ECLI:NL:GHARN:2004:AR8164

Gerechtshof Arnhem

Datum uitspraak
14 september 2004
Publicatiedatum
4 april 2013
Zaaknummer
04/172
Instantie
Gerechtshof Arnhem
Type
Uitspraak
Rechtsgebied
Civiel recht
Procedures
  • Hoger beroep kort geding
Rechters
  • R. Rijken
  • A. Groen
  • K. Korthals Altes
Vindplaatsen
  • Rechtspraak.nl
AI samenvatting door LexboostAutomatisch gegenereerd

Bekrachtiging ontruiming woning na aantreffen hennepkwekerij

In deze zaak heeft het Gerechtshof Arnhem op 14 september 2004 uitspraak gedaan in hoger beroep van een kort geding. De appellanten, [appellant sub 1] en [appellant sub 2], waren in hoger beroep gekomen tegen een vonnis van de voorzieningenrechter in de rechtbank Arnhem, waarin ontruiming van hun woning was toegewezen. De ontruiming was gebaseerd op het aantreffen van een hennepkwekerij in de woning, wat in strijd was met het huurreglement. De voorzieningenrechter had op 26 januari 2004 geoordeeld dat de aanwezigheid van de hennepkwekerij een ernstige overtreding van de huurovereenkomst vormde, met risico's voor omwonenden en de woning zelf.
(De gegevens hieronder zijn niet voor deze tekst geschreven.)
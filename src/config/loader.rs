//! Configuration loading from disk.

use std::fs;
use std::path::{Path, PathBuf};

use crate::config::schema::{ServerConfig, SiteConfig};
use crate::config::validation::{validate_site, ValidationError};
use crate::error::SiteError;

/// Error type for configuration loading.
#[derive(Debug, thiserror::Error)]
pub enum ConfigError {
    #[error("IO error reading {path}: {source}")]
    Io {
        path: PathBuf,
        #[source]
        source: std::io::Error,
    },
    #[error("Parse error in {path}: {message}")]
    Parse { path: PathBuf, message: String },
    #[error("Validation failed: {}", join_errors(.0))]
    Validation(Vec<ValidationError>),
}

fn join_errors(errors: &[ValidationError]) -> String {
    errors
        .iter()
        .map(ToString::to_string)
        .collect::<Vec<_>>()
        .join(", ")
}

impl From<ConfigError> for SiteError {
    fn from(e: ConfigError) -> Self {
        SiteError::ConfigInvalid(e.to_string())
    }
}

/// A validated site configuration and the directory it is anchored to.
#[derive(Debug, Clone)]
pub struct LoadedSite {
    pub config: SiteConfig,
    /// Directory relative paths (`root`, `htpasswd`) resolve against.
    pub base_dir: PathBuf,
}

/// Load and validate server settings from a TOML file.
pub fn load_server_config(path: &Path) -> Result<ServerConfig, ConfigError> {
    let content = fs::read_to_string(path).map_err(|source| ConfigError::Io {
        path: path.to_path_buf(),
        source,
    })?;
    toml::from_str(&content).map_err(|e| ConfigError::Parse {
        path: path.to_path_buf(),
        message: e.to_string(),
    })
}

/// Load and validate `static.json`.
///
/// A missing file is not an error: the site is served from the default root
/// with every feature disabled.
pub fn load_site(path: &Path) -> Result<LoadedSite, ConfigError> {
    let base_dir = path
        .parent()
        .filter(|p| !p.as_os_str().is_empty())
        .map(Path::to_path_buf)
        .unwrap_or_else(|| PathBuf::from("."));

    let config = match fs::read_to_string(path) {
        Ok(content) => parse_site(path, &content)?,
        Err(e) if e.kind() == std::io::ErrorKind::NotFound => {
            tracing::warn!(path = %path.display(), "Site config not found, using defaults");
            SiteConfig::default()
        }
        Err(source) => {
            return Err(ConfigError::Io {
                path: path.to_path_buf(),
                source,
            })
        }
    };

    Ok(LoadedSite { config, base_dir })
}

/// Parse and validate site configuration text.
pub fn parse_site(path: &Path, content: &str) -> Result<SiteConfig, ConfigError> {
    let config: SiteConfig = serde_json::from_str(content).map_err(|e| ConfigError::Parse {
        path: path.to_path_buf(),
        message: e.to_string(),
    })?;

    validate_site(&config).map_err(ConfigError::Validation)?;

    Ok(config)
}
In hoger beroep hebben de appellanten vijf grieven aangevoerd, waarin zij betoogden dat zij niet verantwoordelijk konden worden gehouden voor de hennepkwekerij, die door hun meerderjarige zoon zonder hun medeweten was ingericht. Het hof heeft echter geoordeeld dat de verplichtingen uit het huurreglement ook gelden voor gezinsleden van de huurder. Het hof oordeelde dat de appellanten, ondanks hun ontkenning, niet geloofwaardig waren en dat zij op de hoogte hadden moeten zijn van de situatie in hun woning.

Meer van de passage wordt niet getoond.